■ Instructions to follow: Retype, word for word, every line of the records below starting at the one that contains "let has = |n: u32|" and ending at the one that contains "else if has(7)"; include both of those lines and nothing more.

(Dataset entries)

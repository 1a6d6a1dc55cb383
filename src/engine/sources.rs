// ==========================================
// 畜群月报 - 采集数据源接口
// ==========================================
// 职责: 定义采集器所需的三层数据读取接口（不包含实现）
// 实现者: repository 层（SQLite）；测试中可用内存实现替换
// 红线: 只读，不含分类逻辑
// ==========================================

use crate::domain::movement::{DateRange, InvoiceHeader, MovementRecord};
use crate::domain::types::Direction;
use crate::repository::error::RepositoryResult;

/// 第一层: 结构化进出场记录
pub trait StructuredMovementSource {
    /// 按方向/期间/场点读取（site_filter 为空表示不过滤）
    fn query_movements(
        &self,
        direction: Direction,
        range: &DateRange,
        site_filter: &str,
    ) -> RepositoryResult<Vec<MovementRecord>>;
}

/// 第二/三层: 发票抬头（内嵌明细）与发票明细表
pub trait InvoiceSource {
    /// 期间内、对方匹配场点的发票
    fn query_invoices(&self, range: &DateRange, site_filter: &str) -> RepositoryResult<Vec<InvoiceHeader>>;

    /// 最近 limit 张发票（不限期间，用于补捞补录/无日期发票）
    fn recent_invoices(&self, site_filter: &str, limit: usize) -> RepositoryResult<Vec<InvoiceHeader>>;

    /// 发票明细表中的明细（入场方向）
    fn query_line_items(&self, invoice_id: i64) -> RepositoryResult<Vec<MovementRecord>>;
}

---

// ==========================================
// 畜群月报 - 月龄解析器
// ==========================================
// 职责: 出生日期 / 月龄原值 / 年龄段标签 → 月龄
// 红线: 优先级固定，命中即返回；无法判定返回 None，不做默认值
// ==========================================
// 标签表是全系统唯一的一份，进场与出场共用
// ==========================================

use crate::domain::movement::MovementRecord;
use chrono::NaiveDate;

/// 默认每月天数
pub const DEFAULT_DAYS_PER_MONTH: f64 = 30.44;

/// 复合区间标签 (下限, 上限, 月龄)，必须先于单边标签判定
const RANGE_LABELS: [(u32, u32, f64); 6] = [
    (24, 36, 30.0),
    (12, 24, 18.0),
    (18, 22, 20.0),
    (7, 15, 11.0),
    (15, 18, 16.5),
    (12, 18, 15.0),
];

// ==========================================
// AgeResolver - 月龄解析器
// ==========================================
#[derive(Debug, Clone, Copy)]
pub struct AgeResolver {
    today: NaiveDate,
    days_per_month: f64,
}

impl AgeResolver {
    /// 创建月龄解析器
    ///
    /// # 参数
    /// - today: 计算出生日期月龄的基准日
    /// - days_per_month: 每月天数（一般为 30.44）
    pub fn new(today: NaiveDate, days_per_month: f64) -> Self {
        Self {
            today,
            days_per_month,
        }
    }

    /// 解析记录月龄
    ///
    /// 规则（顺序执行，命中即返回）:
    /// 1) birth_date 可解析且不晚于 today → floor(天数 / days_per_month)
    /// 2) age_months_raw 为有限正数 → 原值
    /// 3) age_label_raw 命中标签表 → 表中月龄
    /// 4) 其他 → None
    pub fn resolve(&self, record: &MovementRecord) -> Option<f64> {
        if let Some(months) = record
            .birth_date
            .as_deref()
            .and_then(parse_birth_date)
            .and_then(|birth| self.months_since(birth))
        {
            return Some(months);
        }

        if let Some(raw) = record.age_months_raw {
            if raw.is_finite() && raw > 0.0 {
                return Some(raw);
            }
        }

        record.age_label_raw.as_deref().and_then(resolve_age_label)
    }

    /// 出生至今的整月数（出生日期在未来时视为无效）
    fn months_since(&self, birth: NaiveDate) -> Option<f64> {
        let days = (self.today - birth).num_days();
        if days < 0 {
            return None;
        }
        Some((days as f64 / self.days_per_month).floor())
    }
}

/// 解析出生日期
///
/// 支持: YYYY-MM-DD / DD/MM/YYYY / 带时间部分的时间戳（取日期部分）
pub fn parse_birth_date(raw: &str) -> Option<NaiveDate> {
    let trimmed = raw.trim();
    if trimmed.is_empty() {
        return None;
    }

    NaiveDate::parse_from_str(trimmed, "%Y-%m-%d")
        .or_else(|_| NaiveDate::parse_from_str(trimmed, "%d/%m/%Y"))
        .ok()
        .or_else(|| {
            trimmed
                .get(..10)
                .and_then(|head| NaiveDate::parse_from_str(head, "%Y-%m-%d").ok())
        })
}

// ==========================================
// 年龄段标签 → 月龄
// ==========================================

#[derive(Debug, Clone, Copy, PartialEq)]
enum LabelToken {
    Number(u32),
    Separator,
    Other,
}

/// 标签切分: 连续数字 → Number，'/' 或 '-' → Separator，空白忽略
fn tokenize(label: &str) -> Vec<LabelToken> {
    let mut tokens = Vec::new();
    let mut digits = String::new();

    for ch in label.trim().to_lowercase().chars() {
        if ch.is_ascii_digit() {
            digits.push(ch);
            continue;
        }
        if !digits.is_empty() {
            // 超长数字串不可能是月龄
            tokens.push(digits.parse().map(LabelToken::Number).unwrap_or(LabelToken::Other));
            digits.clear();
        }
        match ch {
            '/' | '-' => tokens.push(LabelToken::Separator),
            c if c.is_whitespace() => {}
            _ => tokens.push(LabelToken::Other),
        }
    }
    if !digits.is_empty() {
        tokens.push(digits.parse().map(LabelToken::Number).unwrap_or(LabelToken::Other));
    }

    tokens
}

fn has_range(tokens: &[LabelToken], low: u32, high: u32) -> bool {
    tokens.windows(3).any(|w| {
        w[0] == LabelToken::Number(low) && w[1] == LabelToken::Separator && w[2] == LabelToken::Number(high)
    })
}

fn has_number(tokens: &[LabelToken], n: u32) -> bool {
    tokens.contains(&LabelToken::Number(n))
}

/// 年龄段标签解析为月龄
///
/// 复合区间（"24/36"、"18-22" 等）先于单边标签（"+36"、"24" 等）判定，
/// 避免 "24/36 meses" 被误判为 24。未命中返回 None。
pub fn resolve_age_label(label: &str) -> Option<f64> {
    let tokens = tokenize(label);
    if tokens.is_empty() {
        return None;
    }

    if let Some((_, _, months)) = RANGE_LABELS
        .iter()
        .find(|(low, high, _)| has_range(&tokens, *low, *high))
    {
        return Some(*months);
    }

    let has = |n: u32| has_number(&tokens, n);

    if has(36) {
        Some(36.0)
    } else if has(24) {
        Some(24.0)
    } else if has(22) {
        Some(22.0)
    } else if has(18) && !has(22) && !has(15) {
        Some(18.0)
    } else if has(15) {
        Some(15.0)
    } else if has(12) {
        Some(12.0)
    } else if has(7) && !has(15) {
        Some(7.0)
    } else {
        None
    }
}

--

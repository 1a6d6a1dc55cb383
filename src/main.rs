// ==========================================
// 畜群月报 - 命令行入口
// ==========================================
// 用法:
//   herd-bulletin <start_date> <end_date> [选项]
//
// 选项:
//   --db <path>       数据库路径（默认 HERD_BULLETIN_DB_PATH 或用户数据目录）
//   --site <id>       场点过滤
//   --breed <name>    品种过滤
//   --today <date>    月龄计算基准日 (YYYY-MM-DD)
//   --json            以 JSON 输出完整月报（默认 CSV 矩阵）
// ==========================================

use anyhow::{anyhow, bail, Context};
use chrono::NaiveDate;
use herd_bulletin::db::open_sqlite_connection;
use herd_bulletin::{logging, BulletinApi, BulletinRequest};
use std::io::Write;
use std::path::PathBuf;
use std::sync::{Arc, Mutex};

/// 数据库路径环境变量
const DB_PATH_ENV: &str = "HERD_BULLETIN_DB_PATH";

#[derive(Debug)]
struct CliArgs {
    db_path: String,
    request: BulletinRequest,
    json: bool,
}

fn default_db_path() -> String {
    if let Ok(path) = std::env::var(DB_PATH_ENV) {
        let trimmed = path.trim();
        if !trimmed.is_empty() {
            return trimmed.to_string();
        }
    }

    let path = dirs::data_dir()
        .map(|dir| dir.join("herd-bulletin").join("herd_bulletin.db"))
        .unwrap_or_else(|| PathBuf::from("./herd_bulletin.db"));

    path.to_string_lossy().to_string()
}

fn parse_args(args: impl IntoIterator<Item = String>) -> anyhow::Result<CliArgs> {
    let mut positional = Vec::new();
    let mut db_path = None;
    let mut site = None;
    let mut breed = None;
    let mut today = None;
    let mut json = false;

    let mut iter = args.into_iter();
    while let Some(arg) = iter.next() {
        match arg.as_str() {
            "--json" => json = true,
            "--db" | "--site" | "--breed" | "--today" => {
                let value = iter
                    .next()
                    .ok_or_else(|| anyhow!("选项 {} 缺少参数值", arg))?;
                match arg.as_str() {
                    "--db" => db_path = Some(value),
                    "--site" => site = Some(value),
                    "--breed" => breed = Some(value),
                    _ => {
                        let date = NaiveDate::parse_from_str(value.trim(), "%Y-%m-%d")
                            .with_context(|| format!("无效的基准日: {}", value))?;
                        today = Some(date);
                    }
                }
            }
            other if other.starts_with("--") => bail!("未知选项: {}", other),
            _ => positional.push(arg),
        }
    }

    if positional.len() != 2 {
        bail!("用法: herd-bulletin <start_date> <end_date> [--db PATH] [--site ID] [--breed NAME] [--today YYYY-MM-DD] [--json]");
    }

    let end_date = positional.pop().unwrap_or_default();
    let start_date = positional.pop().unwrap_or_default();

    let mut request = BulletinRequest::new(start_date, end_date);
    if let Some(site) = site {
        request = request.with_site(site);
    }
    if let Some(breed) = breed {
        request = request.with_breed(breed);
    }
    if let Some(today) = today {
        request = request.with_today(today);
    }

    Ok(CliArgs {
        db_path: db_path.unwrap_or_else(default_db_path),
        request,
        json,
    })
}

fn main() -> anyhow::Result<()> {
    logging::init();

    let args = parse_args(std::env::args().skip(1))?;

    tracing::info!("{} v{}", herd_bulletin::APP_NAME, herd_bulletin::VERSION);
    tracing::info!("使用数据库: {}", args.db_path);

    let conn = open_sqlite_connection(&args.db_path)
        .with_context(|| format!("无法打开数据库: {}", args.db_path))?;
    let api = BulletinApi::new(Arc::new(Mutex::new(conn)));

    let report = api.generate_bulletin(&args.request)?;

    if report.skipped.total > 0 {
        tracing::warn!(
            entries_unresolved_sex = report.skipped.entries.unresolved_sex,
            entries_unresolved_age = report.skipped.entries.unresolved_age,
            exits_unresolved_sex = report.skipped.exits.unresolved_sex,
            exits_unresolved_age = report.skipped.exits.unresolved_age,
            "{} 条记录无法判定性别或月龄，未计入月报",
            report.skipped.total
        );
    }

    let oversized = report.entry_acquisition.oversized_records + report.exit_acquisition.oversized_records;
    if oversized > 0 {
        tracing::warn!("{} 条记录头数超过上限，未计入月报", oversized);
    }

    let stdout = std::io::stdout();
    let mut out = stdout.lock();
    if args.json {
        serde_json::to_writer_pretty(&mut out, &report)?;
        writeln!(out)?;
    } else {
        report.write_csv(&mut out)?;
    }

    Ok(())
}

■ Finished task:
    let has = |n: u32| has_number(&tokens, n);

    if has(36) {
        Some(36.0)
    } else if has(24) {
        Some(24.0)
    } else if has(22) {
        Some(22.0)
    } else if has(18) && !has(22) && !has(15) {
        Some(18.0)
    } else if has(15) {
        Some(15.0)
    } else if has(12) {
        Some(12.0)
    } else if has(7) && !has(15) {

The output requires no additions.